THE PROBLEM: Copy out each line featuring the string "lock" from the entries beneath.

*** ENTRIES PROVIDED ***

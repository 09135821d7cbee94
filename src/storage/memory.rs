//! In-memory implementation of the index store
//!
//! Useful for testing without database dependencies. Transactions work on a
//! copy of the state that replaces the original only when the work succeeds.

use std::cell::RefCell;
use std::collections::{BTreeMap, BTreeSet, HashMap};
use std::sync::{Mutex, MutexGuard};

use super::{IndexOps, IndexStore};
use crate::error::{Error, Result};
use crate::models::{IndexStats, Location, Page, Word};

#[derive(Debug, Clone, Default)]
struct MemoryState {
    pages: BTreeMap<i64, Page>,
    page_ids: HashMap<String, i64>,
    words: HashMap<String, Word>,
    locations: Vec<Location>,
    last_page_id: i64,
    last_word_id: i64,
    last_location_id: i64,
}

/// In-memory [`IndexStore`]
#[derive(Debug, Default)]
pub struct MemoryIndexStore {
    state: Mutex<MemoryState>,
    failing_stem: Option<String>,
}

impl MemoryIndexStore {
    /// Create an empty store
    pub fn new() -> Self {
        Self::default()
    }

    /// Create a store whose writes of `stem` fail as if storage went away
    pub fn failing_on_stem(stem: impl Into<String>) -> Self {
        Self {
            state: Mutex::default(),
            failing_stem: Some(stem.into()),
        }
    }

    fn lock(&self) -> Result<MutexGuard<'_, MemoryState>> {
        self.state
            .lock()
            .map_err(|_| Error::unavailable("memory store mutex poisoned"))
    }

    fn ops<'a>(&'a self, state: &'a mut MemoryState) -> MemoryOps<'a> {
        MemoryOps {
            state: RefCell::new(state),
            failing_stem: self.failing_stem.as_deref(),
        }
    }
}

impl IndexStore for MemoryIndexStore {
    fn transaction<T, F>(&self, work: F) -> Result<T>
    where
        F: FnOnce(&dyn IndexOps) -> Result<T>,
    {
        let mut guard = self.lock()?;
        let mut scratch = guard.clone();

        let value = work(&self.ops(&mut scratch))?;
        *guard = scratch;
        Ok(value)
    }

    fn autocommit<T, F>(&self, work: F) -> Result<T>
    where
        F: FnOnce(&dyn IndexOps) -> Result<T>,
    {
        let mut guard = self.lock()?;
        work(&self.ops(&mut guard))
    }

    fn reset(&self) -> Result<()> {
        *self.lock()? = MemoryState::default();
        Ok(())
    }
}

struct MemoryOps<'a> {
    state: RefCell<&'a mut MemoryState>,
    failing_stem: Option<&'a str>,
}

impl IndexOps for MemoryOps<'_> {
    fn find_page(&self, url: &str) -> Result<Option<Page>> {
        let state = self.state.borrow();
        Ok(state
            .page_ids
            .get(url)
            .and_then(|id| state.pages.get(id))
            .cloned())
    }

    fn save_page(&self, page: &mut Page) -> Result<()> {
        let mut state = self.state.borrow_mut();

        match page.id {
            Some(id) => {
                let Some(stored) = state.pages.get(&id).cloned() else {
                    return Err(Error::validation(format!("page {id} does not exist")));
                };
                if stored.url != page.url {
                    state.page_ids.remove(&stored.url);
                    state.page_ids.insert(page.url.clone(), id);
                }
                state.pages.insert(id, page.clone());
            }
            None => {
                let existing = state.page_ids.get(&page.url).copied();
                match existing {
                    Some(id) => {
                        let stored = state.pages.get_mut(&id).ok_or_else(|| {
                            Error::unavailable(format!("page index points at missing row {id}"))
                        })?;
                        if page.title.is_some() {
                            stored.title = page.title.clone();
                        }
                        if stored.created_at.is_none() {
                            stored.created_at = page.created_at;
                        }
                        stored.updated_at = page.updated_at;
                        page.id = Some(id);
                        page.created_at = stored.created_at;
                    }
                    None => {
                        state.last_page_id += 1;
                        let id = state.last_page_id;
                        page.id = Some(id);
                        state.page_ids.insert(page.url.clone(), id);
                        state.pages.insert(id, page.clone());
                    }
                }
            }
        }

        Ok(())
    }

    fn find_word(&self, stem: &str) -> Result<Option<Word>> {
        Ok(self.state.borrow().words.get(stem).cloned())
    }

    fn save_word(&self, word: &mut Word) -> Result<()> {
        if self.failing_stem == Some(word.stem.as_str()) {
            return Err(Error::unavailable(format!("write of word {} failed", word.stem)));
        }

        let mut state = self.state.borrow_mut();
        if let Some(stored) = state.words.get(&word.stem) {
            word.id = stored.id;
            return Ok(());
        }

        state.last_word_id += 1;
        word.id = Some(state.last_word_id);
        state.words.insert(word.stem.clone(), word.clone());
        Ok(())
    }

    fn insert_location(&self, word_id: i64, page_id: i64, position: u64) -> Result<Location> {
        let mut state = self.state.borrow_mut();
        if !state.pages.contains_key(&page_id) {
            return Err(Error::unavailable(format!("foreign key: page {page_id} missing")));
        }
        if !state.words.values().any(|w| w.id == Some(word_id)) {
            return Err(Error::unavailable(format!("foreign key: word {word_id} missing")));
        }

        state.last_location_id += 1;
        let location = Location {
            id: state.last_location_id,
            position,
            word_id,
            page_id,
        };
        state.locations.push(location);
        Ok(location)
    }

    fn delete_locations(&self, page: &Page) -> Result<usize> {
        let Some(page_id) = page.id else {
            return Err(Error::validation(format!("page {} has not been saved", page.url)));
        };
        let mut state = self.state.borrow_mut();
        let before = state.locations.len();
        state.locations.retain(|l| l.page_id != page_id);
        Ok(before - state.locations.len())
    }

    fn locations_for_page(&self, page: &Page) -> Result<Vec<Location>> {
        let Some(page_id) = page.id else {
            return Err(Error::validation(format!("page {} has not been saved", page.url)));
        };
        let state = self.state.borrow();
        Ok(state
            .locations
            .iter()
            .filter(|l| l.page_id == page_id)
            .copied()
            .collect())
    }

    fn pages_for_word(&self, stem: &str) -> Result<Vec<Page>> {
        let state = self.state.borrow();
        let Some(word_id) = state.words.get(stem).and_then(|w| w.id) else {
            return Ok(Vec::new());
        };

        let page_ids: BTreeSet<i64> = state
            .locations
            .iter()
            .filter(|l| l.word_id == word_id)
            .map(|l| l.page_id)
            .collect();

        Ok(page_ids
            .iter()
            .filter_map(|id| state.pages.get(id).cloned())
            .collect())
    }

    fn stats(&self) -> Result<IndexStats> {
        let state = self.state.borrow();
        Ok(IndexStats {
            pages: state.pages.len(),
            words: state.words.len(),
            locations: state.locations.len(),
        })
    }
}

***
*** ENTRIES PROVIDED ***

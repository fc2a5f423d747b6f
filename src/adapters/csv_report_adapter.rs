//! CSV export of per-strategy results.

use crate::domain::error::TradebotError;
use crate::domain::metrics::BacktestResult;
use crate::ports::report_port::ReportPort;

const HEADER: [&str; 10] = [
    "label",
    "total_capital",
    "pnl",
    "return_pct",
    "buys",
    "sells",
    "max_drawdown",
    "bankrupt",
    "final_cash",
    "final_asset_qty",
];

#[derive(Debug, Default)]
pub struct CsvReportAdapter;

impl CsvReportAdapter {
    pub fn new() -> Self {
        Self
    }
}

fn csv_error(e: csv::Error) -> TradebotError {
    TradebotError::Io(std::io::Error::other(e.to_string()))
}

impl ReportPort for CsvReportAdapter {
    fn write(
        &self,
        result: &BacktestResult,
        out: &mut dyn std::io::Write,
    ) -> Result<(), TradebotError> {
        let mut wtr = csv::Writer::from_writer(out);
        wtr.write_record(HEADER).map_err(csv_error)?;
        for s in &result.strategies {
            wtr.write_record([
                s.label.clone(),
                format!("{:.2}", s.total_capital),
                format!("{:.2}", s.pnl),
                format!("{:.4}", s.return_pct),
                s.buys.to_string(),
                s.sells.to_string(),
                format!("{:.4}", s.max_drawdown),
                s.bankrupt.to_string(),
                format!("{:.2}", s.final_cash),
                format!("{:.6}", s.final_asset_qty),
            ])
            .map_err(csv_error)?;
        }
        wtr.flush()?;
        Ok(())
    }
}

***

EXPECTED ANSWER:
    fn lock(&self) -> Result<MutexGuard<'_, MemoryState>> {
            .lock()
        let mut guard = self.lock()?;
        let mut guard = self.lock()?;
        *self.lock()? = MemoryState::default();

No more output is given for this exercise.